Jan-Feb-March 2002


Why NFPA 5000 is Not the Solution 
by Pete Billing

It’s a symbiotic relationship: building code bodies rely on construction industry standards as guidelines and standards in their best form meet or exceed installation and performance criteria. Building codes not only are vital to the health and welfare of the door, window and skylight industry, but they help manufacturers stay on track with technology, while allowing designers, specifiers, builders and consumers access to some of the best products on the market. 

Properly executed, standard compliance is a mark of excellence and the Window and Door Manufacturers Association (WDMA) takes a proactive approach in influencing code entities across the country by promoting the benefits of voluntary standard and certification programs. WDMA also believes that there should be one recognized building code, the International Building Code (IBC), which is why this issue warrants continued industry attention. 

Last year, the National Fire Protection Association (NFPA) drafted a building code. While WDMA promotes and participates actively in the development of NFPA fire door standards, this most recent effort on behalf of NFPA, the NFPA 5000 Building Code, 2002 Edition, does not appear in the best interests of the industry.

Criteria Needs Updating 
Much of the referenced testing standards regarding windows, doors and skylights from WDMA, the American Architectural Manufacturers Association (AAMA) and others are outdated and the most current documents are not available. There are also inconsistencies and items missing in NFPA 5000. For example, there are no criteria or referenced air and water infiltration requirements. In addition, the standards listed for determining the air infiltration rate are more than a decade old. Also, water intrusion limitations are noticeably absent. (A proposal submitted to NFPA to require limits on water penetration to NFPA 5000 was rejected.) A void also exists on the subject of total window performance, other than energy efficiency. 

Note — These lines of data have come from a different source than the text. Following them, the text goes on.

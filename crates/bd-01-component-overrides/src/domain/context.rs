//! Override context store
//!
//! The ambient mapping is held on an explicit stack inside a
//! [`RenderContext`] that the renderer threads through its traversal. There
//! is no global: two render passes with separate contexts never observe
//! each other.
//!
//! Entering a scope pushes; leaving pops. The pop lives in a guard's `Drop`,
//! so it runs on normal return, on an early `?` return and during unwinding.

use std::ops::{Deref, DerefMut};

use super::mapping::ComponentMapping;

/// Per-traversal holder of the ambient component mapping
#[derive(Debug, Clone)]
pub struct RenderContext {
    root: ComponentMapping,
    stack: Vec<ComponentMapping>,
}

impl RenderContext {
    /// Fresh context whose ambient mapping is `root`.
    ///
    /// `root` is fixed for the lifetime of the context.
    pub fn new(root: ComponentMapping) -> Self {
        Self {
            root,
            stack: Vec::new(),
        }
    }

    /// Ambient mapping at this point of the traversal.
    ///
    /// Falls back to the root default when no scope has been entered.
    pub fn read(&self) -> ComponentMapping {
        self.stack.last().unwrap_or(&self.root).clone()
    }

    /// The fixed root default mapping
    pub fn root(&self) -> &ComponentMapping {
        &self.root
    }

    /// Number of scopes currently entered
    pub fn depth(&self) -> usize {
        self.stack.len()
    }

    /// Run `body` with `mapping` as the ambient mapping, restoring the
    /// previous one afterwards on every exit path.
    pub fn provide<T>(
        &mut self,
        mapping: ComponentMapping,
        body: impl FnOnce(&mut RenderContext) -> T,
    ) -> T {
        let mut scope = self.enter(mapping);
        body(&mut scope)
    }

    /// RAII form of [`provide`](Self::provide): `mapping` stays ambient
    /// until the returned guard is dropped.
    pub fn enter(&mut self, mapping: ComponentMapping) -> ScopeGuard<'_> {
        let depth = self.stack.len();
        self.stack.push(mapping);
        ScopeGuard { ctx: self, depth }
    }
}

/// Guard returned by [`RenderContext::enter`]
///
/// Dereferences to the context so nested scopes can be entered through it.
#[must_use = "the scope ends as soon as the guard is dropped"]
pub struct ScopeGuard<'a> {
    ctx: &'a mut RenderContext,
    depth: usize,
}

impl Deref for ScopeGuard<'_> {
    type Target = RenderContext;

    fn deref(&self) -> &RenderContext {
        self.ctx
    }
}

impl DerefMut for ScopeGuard<'_> {
    fn deref_mut(&mut self) -> &mut RenderContext {
        self.ctx
    }
}

impl Drop for ScopeGuard<'_> {
    fn drop(&mut self) {
        // truncate rather than pop: also discards anything a leaked inner
        // guard left behind
        self.ctx.stack.truncate(self.depth);
    }
}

In addition, the performance criteria for testing in accordance with the integrated standard, ANSI/ AAMA/WDMA 101/I.S. 2, the Voluntary Performance Specification for Windows, Skylights and Glass Doors, is not referenced. Other missing items are load-requirement specifications for skylights, as well as code language requiring windborne debris protection, such as impact-resistant windows for certain specified wind regions, as consistent with the IBC. 

NFPA 5000 also lacks substance for door specification and performance. In fact, there is no reference to industry standards for wood doors. The only standards relating to doors are NFPA 80, Standard for Fire Doors and Fire Windows and NFPA 252, Standard Methods of Fire Tests of Door Assemblies. 

Supporting a Unified Code
WDMA continues to monitor the situation but did not attempt to correct all the inadequacies because the task was monumental. Instead, we have moved forward and voted to actively support the adoption of the IBC by all jurisdictions. WDMA believes there should be one recognized building code, rather than two separate codes that utilize different formats and virtually leave the door open to unnecessary confusion in the construction industry. 

WDMA promotes the concept of integrated standards for windows, doors and skylights—a one-stop reference and compliance guide. The North American Fenestration Standard is an example of those efforts. The entire industry benefits once integrated standards are recognized and approved by code bodies. For consumers, the bottom line is a better product overall. 

The public comment period for NFPA 5000 has concluded. The next step is to await the report on comments, which contains the committees’ final actions. The committees’ actions will then be voted on by the NFPA general membership at its annual meeting in May. 

Pete Billing serves as a codes consultant for the Window and Door Manufacturers Association. Billing is based in Sarasota, Fla.